Fresh frog’s legs from your fishmonger or your local Asian market are preferable; however, frozen frogs legs will work as well. If using frozen frog’s legs, be sure to allow them to thaw slowly overnight in the refrigerator. Season each leg with salt and pepper. Dredge first in Wondra, then milk and finally in Panko. Besure to shake off any excess flour and/or Panko between steps. Allow to set in the fridge on a sheet tray lined with parchment paper until ready to fry.
Clean the tips of the beans and leave whole.
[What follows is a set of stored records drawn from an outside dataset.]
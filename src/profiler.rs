#![allow(missing_copy_implementations, missing_debug_implementations)]

//! Measurement-based profiler, gated behind the `profiler` feature.

#[cfg(feature = "profiler")]
use measureme::{EventId, Profiler as SelfProfiler, TimingGuard};
#[cfg(feature = "profiler")]
use once_cell::sync::OnceCell;
use std::fmt::{self, Debug};
#[cfg(feature = "profiler")]
use std::{
    path::Path,
    thread::{current, ThreadId},
};

#[cfg(feature = "profiler")]
pub struct Profiler {
    profiler: SelfProfiler,
}

/// This static instance should never be public, and its only access should be
/// done through the `global()` and `drop()` methods.
#[cfg(feature = "profiler")]
static mut INSTANCE: OnceCell<Profiler> = OnceCell::new();

#[cfg(feature = "profiler")]
impl Profiler {
    pub fn start_event(&self, label: &str, category: &str) -> TimingGuard<'_> {
        let kind = self.profiler.alloc_string(category);
        let id = EventId::from_label(self.profiler.alloc_string(label));
        let thread_id = Self::thread_id_to_u32(current().id());
        self.profiler
            .start_recording_interval_event(kind, id, thread_id)
    }

    pub fn default() -> Self {
        let profiler =
            SelfProfiler::new(Path::new("./trace")).expect("must be able to create trace file");
        Self { profiler }
    }

    pub fn global() -> &'static Self {
        unsafe { INSTANCE.get_or_init(Self::default) }
    }

    pub fn drop(&self) {
        // To drop the instance we need ownership of it, which isn't possible
        // on a static unless it is mutable.
        unsafe {
            INSTANCE
                .take()
                .expect("Could not take back profiler instance");
        }
    }

    fn thread_id_to_u32(tid: ThreadId) -> u32 {
        unsafe { std::mem::transmute::<ThreadId, u64>(tid) as u32 }
    }
}

impl Debug for Profiler {
    fn fmt(&self, f: &mut fmt::Formatter<'_>) -> fmt::Result {
        Debug::fmt("no debug implemented", f)
    }
}

#[cfg(not(feature = "profiler"))]
pub struct Profiler;

#[allow(clippy::unused_unit, clippy::unused_self)]
#[cfg(not(feature = "profiler"))]
impl Profiler {
    pub fn start_event(&self, _label: &str, _category: &str) -> () {}

    pub fn drop(&self) {}

    pub fn global() -> Self {
        Self
    }
}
Preheat a large pot with salted water until it reaches a rapid boil and add both green and yellow Romano beans. Aminute later, add both green and yellow wax beans and cook until tender (2 to 3 minutes). Proceed to remove beans from boiling water and place in an ice bath. Allow beans to cool fully, pat dry with a paper towel and reserve in a mixing bowl.
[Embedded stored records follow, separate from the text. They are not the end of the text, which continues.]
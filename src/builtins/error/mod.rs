//! The `Error` constructor family. These are the one set of builtins the
//! core cannot treat as host-provided: the engine itself manufactures
//! error objects for its native failures.

use crate::{
    builtins::function::make_builtin_fn,
    error::NativeErrorKind,
    object::{JsObject, Object, ObjectData},
    property::Attribute,
    value::JsValue,
    Context, JsResult, Profiler,
};

/// Creates an error object of the given kind with an optional message.
pub(crate) fn create_error(
    kind: NativeErrorKind,
    message: Option<JsValue>,
    context: &mut Context,
) -> JsResult<JsValue> {
    let prototype = context.error_prototype(kind);
    let mut object = Object::create(prototype.into());
    object.data = ObjectData::Error(kind);
    if let Some(message) = message {
        if !message.is_undefined() {
            let message = message.to_string(context)?;
            object.insert_property(
                "message",
                message,
                Attribute::WRITABLE | Attribute::CONFIGURABLE,
            );
        }
    }
    Ok(JsValue::object(object))
}

macro_rules! error_constructor {
    ($fn_name:ident, $kind:expr) => {
        pub(crate) fn $fn_name(
            _new_target: &JsValue,
            args: &[JsValue],
            context: &mut Context,
        ) -> JsResult<JsValue> {
            create_error($kind, args.first().cloned(), context)
        }
    };
}

error_constructor!(error_constructor, NativeErrorKind::Error);
error_constructor!(type_error_constructor, NativeErrorKind::Type);
error_constructor!(range_error_constructor, NativeErrorKind::Range);
error_constructor!(reference_error_constructor, NativeErrorKind::Reference);
error_constructor!(syntax_error_constructor, NativeErrorKind::Syntax);
error_constructor!(eval_error_constructor, NativeErrorKind::Eval);
error_constructor!(uri_error_constructor, NativeErrorKind::Uri);

/// `AggregateError(errors, message)` also records its errors array.
pub(crate) fn aggregate_error_constructor(
    _new_target: &JsValue,
    args: &[JsValue],
    context: &mut Context,
) -> JsResult<JsValue> {
    let error = create_error(NativeErrorKind::Aggregate, args.get(1).cloned(), context)?;
    let errors_value = args.first().cloned().unwrap_or_default();
    let mut errors = Vec::new();
    if !errors_value.is_null_or_undefined() {
        let iterator = crate::builtins::iterable::get_iterator(&errors_value, context)?;
        loop {
            let next = iterator.next(None, context)?;
            if next.done {
                break;
            }
            errors.push(next.value);
        }
    }
    let errors_array = crate::builtins::array::Array::from_values(&errors, context);
    error.set_property(
        "errors",
        errors_array,
        Attribute::WRITABLE | Attribute::CONFIGURABLE,
    );
    Ok(error)
}

/// `Error.prototype.toString`.
fn to_string(this: &JsValue, _args: &[JsValue], context: &mut Context) -> JsResult<JsValue> {
    if !this.is_object() {
        return context.throw_type_error("Error.prototype.toString called on non-object");
    }
    let name = this.get_field("name", context)?;
    let name = if name.is_undefined() {
        "Error".into()
    } else {
        name.to_string(context)?
    };
    let message = this.get_field("message", context)?;
    let message = if message.is_undefined() {
        "".into()
    } else {
        message.to_string(context)?
    };

    if message.is_empty() {
        return Ok(JsValue::String(name));
    }
    if name.is_empty() {
        return Ok(JsValue::String(message));
    }
    Ok(JsValue::string(format!("{}: {}", name, message)))
}

/// Wires the error constructor hierarchy into the realm: every subtype
/// prototype inherits from `Error.prototype`.
pub(crate) fn init(context: &mut Context) {
    let _timer = Profiler::global().start_event("error", "init");

    let kinds = [
        NativeErrorKind::Error,
        NativeErrorKind::Type,
        NativeErrorKind::Range,
        NativeErrorKind::Reference,
        NativeErrorKind::Syntax,
        NativeErrorKind::Eval,
        NativeErrorKind::Uri,
        NativeErrorKind::Aggregate,
    ];

    let base_prototype = context.error_prototype(NativeErrorKind::Error);
    make_builtin_fn(to_string, "toString", &base_prototype, 0, context);

    for kind in kinds.iter().copied() {
        let prototype = context.error_prototype(kind);
        if kind != NativeErrorKind::Error {
            prototype
                .borrow_mut()
                .set_prototype(base_prototype.clone().into());
        }
        prototype.borrow_mut().insert_property(
            "name",
            kind.constructor_name(),
            Attribute::WRITABLE | Attribute::CONFIGURABLE,
        );
        prototype.borrow_mut().insert_property(
            "message",
            "",
            Attribute::WRITABLE | Attribute::CONFIGURABLE,
        );

        let constructor = context.error_constructor_object(kind);
        let global = context.global_object();
        global.borrow_mut().insert_property(
            kind.constructor_name(),
            constructor,
            Attribute::WRITABLE | Attribute::CONFIGURABLE,
        );
    }
}

/// Turns an engine-internal native failure into the matching JS error
/// object.
pub(crate) fn construct_error_object(
    kind: NativeErrorKind,
    message: String,
    context: &mut Context,
) -> JsValue {
    let prototype = context.error_prototype(kind);
    let mut object = Object::create(prototype.into());
    object.data = ObjectData::Error(kind);
    object.insert_property(
        "message",
        message,
        Attribute::WRITABLE | Attribute::CONFIGURABLE,
    );
    JsValue::object(object)
}

/// Compares a constructor object against the realm error constructors.
pub(crate) fn kind_of_constructor(
    constructor: &JsObject,
    context: &Context,
) -> Option<NativeErrorKind> {
    let kinds = [
        NativeErrorKind::Error,
        NativeErrorKind::Type,
        NativeErrorKind::Range,
        NativeErrorKind::Reference,
        NativeErrorKind::Syntax,
        NativeErrorKind::Eval,
        NativeErrorKind::Uri,
        NativeErrorKind::Aggregate,
    ];
    kinds.iter().copied().find(|kind| {
        JsObject::ptr_eq(&context.error_constructor_object_ref(*kind), constructor)
    })
}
For the “Bagnetto Verde,” combine parsley, hazelnuts, mustard, capers, anchovies and extra virgin olive oil in a food processer and pulse until smooth. Transfer the mixture to a mixing bowl and fold in hardboiled eggs, then season with salt and pepper.
In a deep sauté pan or cast iron skillet, preheat olive oil to 350°F. Slowly add legs and fry until golden brown (approximately 5 to 6 minutes). Allow to drain on a paper towel and season with salt. Dress beans with vinegar, half of the "Bagnetto Verde," and season with salt and pepper. Divide the beans equally on to four plates, top with the frog’s legs, drizzle with the remaining "Bagnetto Verde" and serve.